On the density of \(C_7\)-critical graphs (Q2151187)

\textit{H. Grötzsch} [Wiss. Z. Martin-Luther-Univ. Halle-Wittenberg, Math.-Naturwiss. Reihe 6, 697--704, 785--788, 789--798 (1957; Zbl 0089.39506)] proved that every planar graph of girth at least 4 is 3-colorable (or, equivalently, admits a homomorphism to \(C_{3}\)). A generalization of this is the following conjecture: for every positive integer \(t\), every planar graph of girth at least \(4t\) admits a homomorphism to \(C_{2t+1}\). \textit{L. M. Lovász} et al. [J. Comb. Theory, Ser. B 103, No. 5, 587--598 (2013; Zbl 1301.05154)] showed that every \(6t\)-edge connected graph admits a modulo \((2t+1)\)-orientation. This implies that every planar graph of girth at least \(6t\) admits a homomorphism to \(C_{2t+1}\).
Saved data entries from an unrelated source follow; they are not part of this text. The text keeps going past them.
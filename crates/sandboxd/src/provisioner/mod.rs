//! Sandbox provisioner.
//!
//! Translates a (user, agent) pair into a single-replica stateful set with a
//! headless service and a persistent workspace claim, and exposes the lifecycle
//! primitives the engine needs on top of [`ClusterApi`]: readiness polling, pod
//! inspection, image patching, process restart and maintenance job scheduling.

mod naming;
mod resources;
mod schedule;

pub use naming::{LABEL_AGENT_ID, LABEL_APP, LABEL_USER_ID, Naming, SandboxKey};
pub use resources::{
    DEFAULT_CPU_LIMIT, DEFAULT_CPU_REQUEST, DEFAULT_MEMORY_LIMIT, DEFAULT_MEMORY_REQUEST,
    ResourceOverrides, effective_resources, parse_quantity, validate_requirements,
};
pub use schedule::{DEFAULT_SCHEDULE, interval_to_cron, parse_duration};

use log::{debug, info, warn};
use serde::{Deserialize, Serialize};
use serde_json::Value;
use std::collections::BTreeMap;
use std::sync::Arc;
use std::time::Duration;

use crate::cluster::{
    ClusterApi, ClusterError, ClusterResult, ContainerSpec, CronJobSpec, JobSpec, NamedPort,
    PodStatus, ResourceRequirements, ServiceSpec, StatefulSetSpec, VolumeClaim, VolumeMount,
};
use crate::sandbox_fs::SANDBOX_CONTAINER;

pub const TERMINAL_PORT: u16 = 7681;
pub const WORKSPACE_VOLUME: &str = "workspace";
pub const WORKSPACE_MOUNT: &str = "/workspace";
pub const SIDECAR_CONTAINER: &str = "output-watcher";
pub const MAINTENANCE_CONTAINER: &str = "maintenance";

/// Agent config keys exported to the sandbox under well-known env names.
const CONFIG_ENV_KEYS: &[(&str, &str)] = &[
    ("anthropic_auth_token", "ANTHROPIC_AUTH_TOKEN"),
    ("anthropic_base_url", "ANTHROPIC_BASE_URL"),
    ("anthropic_haiku_model", "ANTHROPIC_DEFAULT_HAIKU_MODEL"),
    ("anthropic_opus_model", "ANTHROPIC_DEFAULT_OPUS_MODEL"),
    ("anthropic_sonnet_model", "ANTHROPIC_DEFAULT_SONNET_MODEL"),
    ("http_proxy", "HTTP_PROXY"),
    ("https_proxy", "HTTPS_PROXY"),
];

/// Provisioner configuration.
#[derive(Debug, Clone)]
pub struct ProvisionerConfig {
    /// Workload name prefix and `app` label value.
    pub name_prefix: String,
    /// Default sandbox image when no override is supplied.
    pub image: String,
    /// Output-watcher sidecar image; no sidecar when unset.
    pub sidecar_image: Option<String>,
    /// Exported to the sandbox as `SANDBOXD_API_URL`.
    pub api_url: Option<String>,
    pub workspace_storage: String,
    pub storage_class: Option<String>,
    /// `pkill -f` pattern matching the agent process.
    pub agent_process_pattern: String,
}

impl Default for ProvisionerConfig {
    fn default() -> Self {
        Self {
            name_prefix: "sandbox".to_string(),
            image: "sandbox-agent:latest".to_string(),
            sidecar_image: None,
            api_url: None,
            workspace_storage: "10Gi".to_string(),
            storage_class: None,
            agent_process_pattern: "^claude$".to_string(),
        }
    }
}

/// Live status of a sandbox pod, for admin views.
#[derive(Debug, Clone, Default, PartialEq, Eq, Serialize, Deserialize)]
pub struct PodInfo {
    pub pod_name: String,
    /// NotDeployed, Unknown, Terminating, Error, or the pod phase.
    pub status: String,
    pub restart_count: i32,
    pub image: String,
    pub cpu_request: String,
    pub cpu_limit: String,
    pub memory_request: String,
    pub memory_limit: String,
}

impl PodInfo {
    fn from_pod(pod: &PodStatus) -> Self {
        let mut info = PodInfo {
            pod_name: pod.name.clone(),
            status: pod.phase.clone(),
            ..Default::default()
        };
        if pod.terminating {
            info.status = "Terminating".to_string();
        }
        if let Some(main) = pod.containers.first() {
            info.image = main.image.clone();
            info.cpu_request = main.resources.cpu_request.clone();
            info.cpu_limit = main.resources.cpu_limit.clone();
            info.memory_request = main.resources.memory_request.clone();
            info.memory_limit = main.resources.memory_limit.clone();
        }
        for c in &pod.containers {
            info.restart_count = c.restart_count;
            if matches!(
                c.waiting_reason.as_deref(),
                Some("CrashLoopBackOff" | "ImagePullBackOff" | "ErrImagePull")
            ) {
                info.status = "Error".to_string();
            }
        }
        info
    }
}

/// Per-workload failure in a fleet operation.
#[derive(Debug, Clone, PartialEq, Eq, Serialize, Deserialize)]
pub struct BatchItemError {
    pub name: String,
    pub error: String,
}

/// Outcome of [`Provisioner::batch_update_image`].
#[derive(Debug, Clone, Default, PartialEq, Eq, Serialize, Deserialize)]
pub struct BatchImageReport {
    pub total: usize,
    pub updated: usize,
    pub failed: usize,
    pub errors: Vec<BatchItemError>,
    /// Sandboxes whose image was patched.
    #[serde(skip)]
    pub updated_sandboxes: Vec<SandboxKey>,
}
The authors improve upon this when \(t=3\) by showing that every planar graph of girth at least 16 admits a homomorphism to \(C_{7}\). Using the density of a graph, they first show that for any \(C_{7}\)-critical graph \(G \neq C_{3}, C_{5}\), \(e(G) \geq (17v(G)-2)/15\) which implies that any planar or projective planar graph of girth at least 17 admits a homomorphism to \(C_{7}\). Applying a lemma of \textit{W. Klostermeyer} and \textit{C. Q. Zhang} [J. Graph Theory 33, No. 2, 109--119 (2000; Zbl 0944.05046)] the girth bound can be lowered to 16.